In the past few months, the EU court has doubled down on its position by ruling that collection of retained data by intelligence agencies „cannot be considered to be justified, within a democratic society“. The court also set limits on the access to retained data by law enforcement.
However, limits on data retention set by the court would „lead to discrimination and could be ineffective and insufficient given the needs of law enforcement authorities“, member states believe according to the working paper. In an earlier document, the Portuguese presidency had raised the question of whether data retention could be made legally compliant by limiting it to IP addresses.
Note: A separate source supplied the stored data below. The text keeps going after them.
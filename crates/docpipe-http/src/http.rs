//! JSON-over-HTTP surface.
//!
//! - `POST /extract-text` `{url}`: PDF pipeline
//! - `POST /scrape-text` `{url}`: HTML pipeline
//! - `GET /get-text`: last successful result of either pipeline
//! - `GET /health`

use axum::extract::rejection::JsonRejection;
use axum::extract::State;
use axum::http::StatusCode;
use axum::response::{IntoResponse, Response};
use axum::routing::{get, post};
use axum::{Json, Router};
use docpipe_core::{Error, ExtractionRequest, SourceKind};
use docpipe_local::Extractor;
use serde::Serialize;
use serde_json::json;
use std::sync::Arc;
use tower_http::cors::{Any, CorsLayer};
use tower_http::trace::TraceLayer;

#[derive(Clone)]
pub struct AppState {
    pub extractor: Arc<Extractor>,
}

pub fn router(extractor: Arc<Extractor>) -> Router {
    let cors = CorsLayer::new()
        .allow_origin(Any)
        .allow_methods(Any)
        .allow_headers(Any);

    Router::new()
        .route("/extract-text", post(extract_text))
        .route("/scrape-text", post(scrape_text))
        .route("/get-text", get(get_text))
        .route("/health", get(health))
        .layer(TraceLayer::new_for_http())
        .layer(cors)
        .with_state(AppState { extractor })
}

#[derive(Debug, thiserror::Error)]
pub enum ApiError {
    #[error("{0}")]
    BadRequest(String),
    #[error("{0}")]
    NotFound(String),
    #[error("{0}")]
    Internal(String),
}

impl IntoResponse for ApiError {
    fn into_response(self) -> Response {
        let status = match &self {
            ApiError::BadRequest(_) => StatusCode::BAD_REQUEST,
            ApiError::NotFound(_) => StatusCode::NOT_FOUND,
            ApiError::Internal(_) => StatusCode::INTERNAL_SERVER_ERROR,
        };
        let body = Json(json!({ "error": self.to_string() }));
        (status, body).into_response()
    }
}

/// Per-route wording for the two failure classes callers see.
struct RouteMessages {
    required: &'static str,
    failed: &'static str,
}

const PDF_MESSAGES: RouteMessages = RouteMessages {
    required: "PDF URL is required",
    failed: "Failed to extract text from the PDF",
};

const HTML_MESSAGES: RouteMessages = RouteMessages {
    required: "URL is required",
    failed: "Failed to scrape text from the URL",
};

const NO_TEXT: &str = "No text available. Extract first via POST /extract-text or POST /scrape-text";

/// Pipeline details are already logged by the extractor; callers get the fixed wording.
fn api_error(e: Error, msgs: &RouteMessages) -> ApiError {
    match e {
        Error::Validation(_) => ApiError::BadRequest(msgs.required.to_string()),
        Error::InvalidUrl(_) => ApiError::BadRequest("Invalid URL".to_string()),
        Error::NotFound(_) => ApiError::NotFound(NO_TEXT.to_string()),
        Error::Fetch(_) | Error::Assembly(_) => ApiError::Internal(msgs.failed.to_string()),
    }
}

#[derive(Debug, Serialize)]
#[serde(rename_all = "camelCase")]
pub struct ExtractResponse {
    pub message: &'static str,
    pub extracted_text: String,
}

#[derive(Debug, Serialize)]
#[serde(rename_all = "camelCase")]
pub struct LastTextResponse {
    pub extracted_text: String,
    pub source: SourceKind,
    pub url: String,
}

/// A body that is not JSON, or lacks `url`, is treated as a request without a url.
fn request_or_default(body: Result<Json<ExtractionRequest>, JsonRejection>) -> ExtractionRequest {
    match body {
        Ok(Json(req)) => req,
        Err(rejection) => {
            tracing::debug!(%rejection, "unreadable request body");
            ExtractionRequest::default()
        }
    }
}

async fn extract_text(
    State(state): State<AppState>,
    body: Result<Json<ExtractionRequest>, JsonRejection>,
) -> Result<Json<ExtractResponse>, ApiError> {
    let req = request_or_default(body);
    let text = state
        .extractor
        .extract_pdf(&req)
        .await
        .map_err(|e| api_error(e, &PDF_MESSAGES))?;
    Ok(Json(ExtractResponse {
        message: "Text extraction successful",
        extracted_text: text,
    }))
}

async fn scrape_text(
    State(state): State<AppState>,
    body: Result<Json<ExtractionRequest>, JsonRejection>,
) -> Result<Json<ExtractResponse>, ApiError> {
    let req = request_or_default(body);
    let text = state
        .extractor
        .extract_html(&req)
        .await
        .map_err(|e| api_error(e, &HTML_MESSAGES))?;
    Ok(Json(ExtractResponse {
        message: "Text scraping successful",
        extracted_text: text,
    }))
}

async fn get_text(State(state): State<AppState>) -> Result<Json<LastTextResponse>, ApiError> {
    let last = state
        .extractor
        .last_result()
        .map_err(|e| api_error(e, &PDF_MESSAGES))?;
    Ok(Json(LastTextResponse {
        extracted_text: last.text.clone(),
        source: last.source,
        url: last.url.clone(),
    }))
}

async fn health() -> Json<serde_json::Value> {
    Json(json!({ "status": "ok", "version": env!("CARGO_PKG_VERSION") }))
}
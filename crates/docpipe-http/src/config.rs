//! Process configuration: env-file loading, logging setup and pipeline knobs.

use docpipe_local::{ExtractorConfig, DEFAULT_MAX_WORDS};
use std::path::{Path, PathBuf};
use std::time::Duration;
use tracing::debug;

/// Pipeline settings shared by `serve` and the one-shot extract commands.
#[derive(clap::Args, Debug, Clone)]
pub struct PipelineArgs {
    /// Word cap applied to scraped HTML text (PDF text is never capped).
    #[arg(long, env = "DOCPIPE_MAX_WORDS", default_value_t = DEFAULT_MAX_WORDS)]
    pub max_words: usize,
    /// Timeout for HTML page fetches.
    #[arg(long, env = "DOCPIPE_HTML_TIMEOUT_MS", default_value_t = 10_000)]
    pub html_timeout_ms: u64,
    /// Timeout for PDF downloads (default: none).
    #[arg(long, env = "DOCPIPE_PDF_TIMEOUT_MS")]
    pub pdf_timeout_ms: Option<u64>,
}

impl PipelineArgs {
    pub fn extractor_config(&self) -> ExtractorConfig {
        ExtractorConfig {
            max_words: self.max_words,
            html_timeout: Duration::from_millis(self.html_timeout_ms),
            pdf_timeout: self.pdf_timeout_ms.map(Duration::from_millis),
        }
    }
}

/// What an env file contributed to the process environment.
#[derive(Debug, Default)]
pub struct EnvFileReport {
    pub path: PathBuf,
    /// Keys set from the file.
    pub applied: Vec<String>,
    /// Keys in the file that the process environment already defined.
    pub shadowed: Vec<String>,
}

impl EnvFileReport {
    /// Logged by key name only; values may be secrets.
    pub fn log(&self) {
        debug!(
            path = %self.path.display(),
            applied = ?self.applied,
            shadowed = ?self.shadowed,
            "env file loaded"
        );
    }
}

/// Load `KEY=VALUE` lines from the file named by `DOCPIPE_ENV_FILE`, if set.
///
/// Runs before argument parsing (and before logging, so the file may set `RUST_LOG`);
/// callers log the returned report once tracing is up.
pub fn load_env_file() -> Option<EnvFileReport> {
    let p = std::env::var("DOCPIPE_ENV_FILE").ok()?;
    let p = p.trim();
    if p.is_empty() {
        return None;
    }
    load_env_file_from(Path::new(p))
}

/// Apply an env file. Variables already present in the process environment are never
/// overridden; an unreadable file yields `None`.
pub fn load_env_file_from(path: &Path) -> Option<EnvFileReport> {
    let txt = std::fs::read_to_string(path).ok()?;
    let mut report = EnvFileReport {
        path: path.to_path_buf(),
        ..Default::default()
    };
    for (k, v) in parse_env_file(&txt) {
        if std::env::var_os(&k).is_some() {
            report.shadowed.push(k);
        } else {
            std::env::set_var(&k, v);
            report.applied.push(k);
        }
    }
    Some(report)
}

/// Parse dotenv-style text: `#` comments, optional `export ` prefix, and values
/// optionally wrapped in matching single or double quotes.
pub fn parse_env_file(txt: &str) -> Vec<(String, String)> {
    txt.lines()
        .filter_map(|raw| {
            let line = raw.trim();
            if line.is_empty() || line.starts_with('#') {
                return None;
            }
            let line = line.strip_prefix("export ").unwrap_or(line);
            let (k, v) = line.split_once('=')?;
            let k = k.trim();
            if k.is_empty() {
                return None;
            }
            Some((k.to_string(), unquote(v.trim()).to_string()))
        })
        .collect()
}

fn unquote(v: &str) -> &str {
    for q in ['"', '\''] {
        if let Some(inner) = v.strip_prefix(q).and_then(|s| s.strip_suffix(q)) {
            return inner;
        }
    }
    v
}

/// Install the global `tracing` subscriber: `RUST_LOG` filter (default `info`), stderr output.
pub fn init_tracing() {
    let _ = tracing_subscriber::fmt()
        .with_env_filter(
            tracing_subscriber::EnvFilter::try_from_default_env()
                .unwrap_or_else(|_| "info".into()),
        )
        .with_writer(std::io::stderr)
        .try_init();
}
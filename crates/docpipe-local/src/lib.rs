use docpipe_core::{Error, FetchBackend, FetchRequest, FetchResponse, Result};
use std::collections::BTreeMap;
use std::time::Duration;
use tracing::debug;

pub mod extract;
pub mod pipeline;
pub mod sources;
pub mod textprep;

pub use pipeline::{Extractor, ExtractorConfig, DEFAULT_MAX_WORDS};
pub use sources::{HttpHtmlSource, HttpPdfSource};

#[derive(Debug, Clone)]
pub struct LocalFetcher {
    client: reqwest::Client,
}

impl LocalFetcher {
    pub fn new() -> Result<Self> {
        let client = reqwest::Client::builder()
            .user_agent(concat!("docpipe/", env!("CARGO_PKG_VERSION")))
            .redirect(reqwest::redirect::Policy::limited(10))
            // No overall client timeout: each FetchRequest carries its own (or none).
            .connect_timeout(Duration::from_secs(10))
            .build()
            .map_err(|e| Error::Fetch(e.to_string()))?;
        Ok(Self { client })
    }

    fn apply_headers(
        &self,
        mut rb: reqwest::RequestBuilder,
        headers: &BTreeMap<String, String>,
    ) -> reqwest::RequestBuilder {
        for (k, v) in headers {
            if let (Ok(name), Ok(value)) = (
                reqwest::header::HeaderName::from_bytes(k.as_bytes()),
                reqwest::header::HeaderValue::from_str(v),
            ) {
                rb = rb.header(name, value);
            }
        }
        rb
    }
}

fn transport_error(req: &FetchRequest, e: reqwest::Error) -> Error {
    if e.is_timeout() {
        let ms = req.timeout_ms.map(|t| t.to_string()).unwrap_or_else(|| "?".to_string());
        Error::Fetch(format!("timed out after {ms}ms: {}", req.url))
    } else {
        Error::Fetch(e.to_string())
    }
}

#[async_trait::async_trait]
impl FetchBackend for LocalFetcher {
    async fn fetch(&self, req: &FetchRequest) -> Result<FetchResponse> {
        let t_req = std::time::Instant::now();
        let url = url::Url::parse(&req.url).map_err(|e| Error::InvalidUrl(e.to_string()))?;

        let mut rb = self.client.get(url);
        if let Some(to) = req.timeout() {
            rb = rb.timeout(to);
        }
        rb = self.apply_headers(rb, &req.headers);
        let resp = rb.send().await.map_err(|e| transport_error(req, e))?;
        let final_url = resp.url().to_string();
        let status = resp.status().as_u16();
        let content_type = resp
            .headers()
            .get(reqwest::header::CONTENT_TYPE)
            .and_then(|v| v.to_str().ok())
            .map(|s| s.to_string());

        let mut headers = BTreeMap::new();
        for (k, v) in resp.headers().iter() {
            if let Ok(s) = v.to_str() {
                headers.insert(k.as_str().to_string(), s.to_string());
            }
        }

        let bytes = resp
            .bytes()
            .await
            .map_err(|e| transport_error(req, e))?
            .to_vec();

        debug!(
            url = %req.url,
            status,
            bytes = bytes.len(),
            elapsed_ms = t_req.elapsed().as_millis() as u64,
            "fetched"
        );

        Ok(FetchResponse {
            url: req.url.clone(),
            final_url,
            status,
            content_type,
            headers,
            bytes,
        })
    }
}

#[cfg(test)]
mod tests {
    use super::*;
    use axum::{http::header, http::StatusCode, routing::get, Router};
    use std::net::SocketAddr;

    async fn serve(app: Router) -> String {
        let listener = tokio::net::TcpListener::bind("127.0.0.1:0").await.unwrap();
        let addr: SocketAddr = listener.local_addr().unwrap();
        tokio::spawn(async move {
            axum::serve(listener, app).await.unwrap();
        });
        format!("http://{addr}")
    }

    fn request(url: String, timeout_ms: Option<u64>) -> FetchRequest {
        FetchRequest {
            url,
            timeout_ms,
            headers: BTreeMap::new(),
        }
    }

    #[tokio::test]
    async fn local_fetcher_returns_body_status_and_content_type() {
        let app = Router::new().route(
            "/",
            get(|| async { ([(header::CONTENT_TYPE, "text/plain")], "hello") }),
        );
        let base = serve(app).await;

        let fetcher = LocalFetcher::new().unwrap();
        let resp = fetcher
            .fetch(&request(format!("{base}/"), Some(2_000)))
            .await
            .unwrap();
        assert_eq!(resp.status, 200);
        assert_eq!(resp.content_type.as_deref(), Some("text/plain"));
        assert_eq!(resp.text_lossy(), "hello");
    }

    #[tokio::test]
    async fn local_fetcher_forwards_request_headers() {
        let app = Router::new().route(
            "/",
            get(|headers: axum::http::HeaderMap| async move {
                let accept_lang = headers
                    .get(header::ACCEPT_LANGUAGE)
                    .and_then(|v| v.to_str().ok())
                    .unwrap_or("");
                (StatusCode::OK, format!("accept-language={accept_lang}"))
            }),
        );
        let base = serve(app).await;

        let fetcher = LocalFetcher::new().unwrap();
        let mut req = request(format!("{base}/"), Some(2_000));
        req.headers
            .insert("Accept-Language".to_string(), "en-US".to_string());
        let resp = fetcher.fetch(&req).await.unwrap();
        assert_eq!(resp.text_lossy(), "accept-language=en-US");
    }

    #[tokio::test]
    async fn local_fetcher_reports_non_2xx_without_failing() {
        let app = Router::new().route(
            "/",
            get(|| async { (StatusCode::NOT_FOUND, "nope") }),
        );
        let base = serve(app).await;

        let fetcher = LocalFetcher::new().unwrap();
        let resp = fetcher
            .fetch(&request(format!("{base}/"), Some(2_000)))
            .await
            .unwrap();
        assert_eq!(resp.status, 404);
        assert!(!resp.is_success());
    }

    #[tokio::test]
    async fn local_fetcher_enforces_request_timeout() {
        let app = Router::new().route(
            "/",
            get(|| async {
                tokio::time::sleep(Duration::from_secs(5)).await;
                "late"
            }),
        );
        let base = serve(app).await;

        let fetcher = LocalFetcher::new().unwrap();
        let err = fetcher
            .fetch(&request(format!("{base}/"), Some(200)))
            .await
            .unwrap_err();
        assert!(matches!(err, Error::Fetch(_)), "got {err:?}");
        assert!(err.to_string().contains("timed out"), "got {err}");
    }

    #[tokio::test]
    async fn local_fetcher_rejects_unparseable_url_before_io() {
        let fetcher = LocalFetcher::new().unwrap();
        let err = fetcher
            .fetch(&request("not a url".to_string(), None))
            .await
            .unwrap_err();
        assert!(matches!(err, Error::InvalidUrl(_)), "got {err:?}");
    }
}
DSA should „not limit data retention regime“
While calling for safeguards for fundamental rights as part of new legislation, member states argued in private for changes in secondary legislation such as the General Data Protection Regulation. Ongoing law-making in the Digital Services Act should ensure that it does „not limit the scope of the future data retention regime“.
The Council Legal Service suggested the possibility of using traffic and content data retained by providers for commercial purposes. To allow for this, officials suggested to change the council mandate for negotiations on the ePrivacy Regulation, to created a „general obligation to retain data, and combining this obligation with the provisions on the retention period and the time limits for complaints“.
In the meeting, the Commission raised objections to a new data retention law. It was the „political reality“ that the EU Parliament was keen to limit mass surveillance rather than expand it. Officials also pointed out that changes in secondary legislation could „lead to a reinforcement of the ECJ position in future case-law“.
MEP blasts „surveillance fantasies“
The position of other member states is unclear from the document. In Germany, Federal Minister of the Interior Horst Seehofer has pushed for data retention at the national level, although that is unlikely to hold up before the ECJ, according to legal experts of the German parliament.
MEPs voiced scepticism at the new push for data retention. The demands of member states amounted to „surveillance fantasies“ not borne out by legal realities, said German deputy Moritz Körner. His colleague Patrick Breyer, a German Pirate Party MEP who is part of the Greens/EFA group, told netzpolitik.org the push was „absurd and a mockery of the rule of law“.
Meanwhile, France mulls going it alone on data retention. The French government asked the Conseil d’État, which is the highest authority on administrative law in France, to shield its data retention legislation from European law as part of France’s „constitutional identity“. The move, which will likely prove controversial in Brussels, was first reported by French news sites Contexte and Next Inpact.
Should France proceed with its data retention plans in disregard of European law, the Commission can launch an infringement procedure. The reaction from Brussels will likely be closely watched in other capitals, who might find that if there is not solution within European law, there could be one without.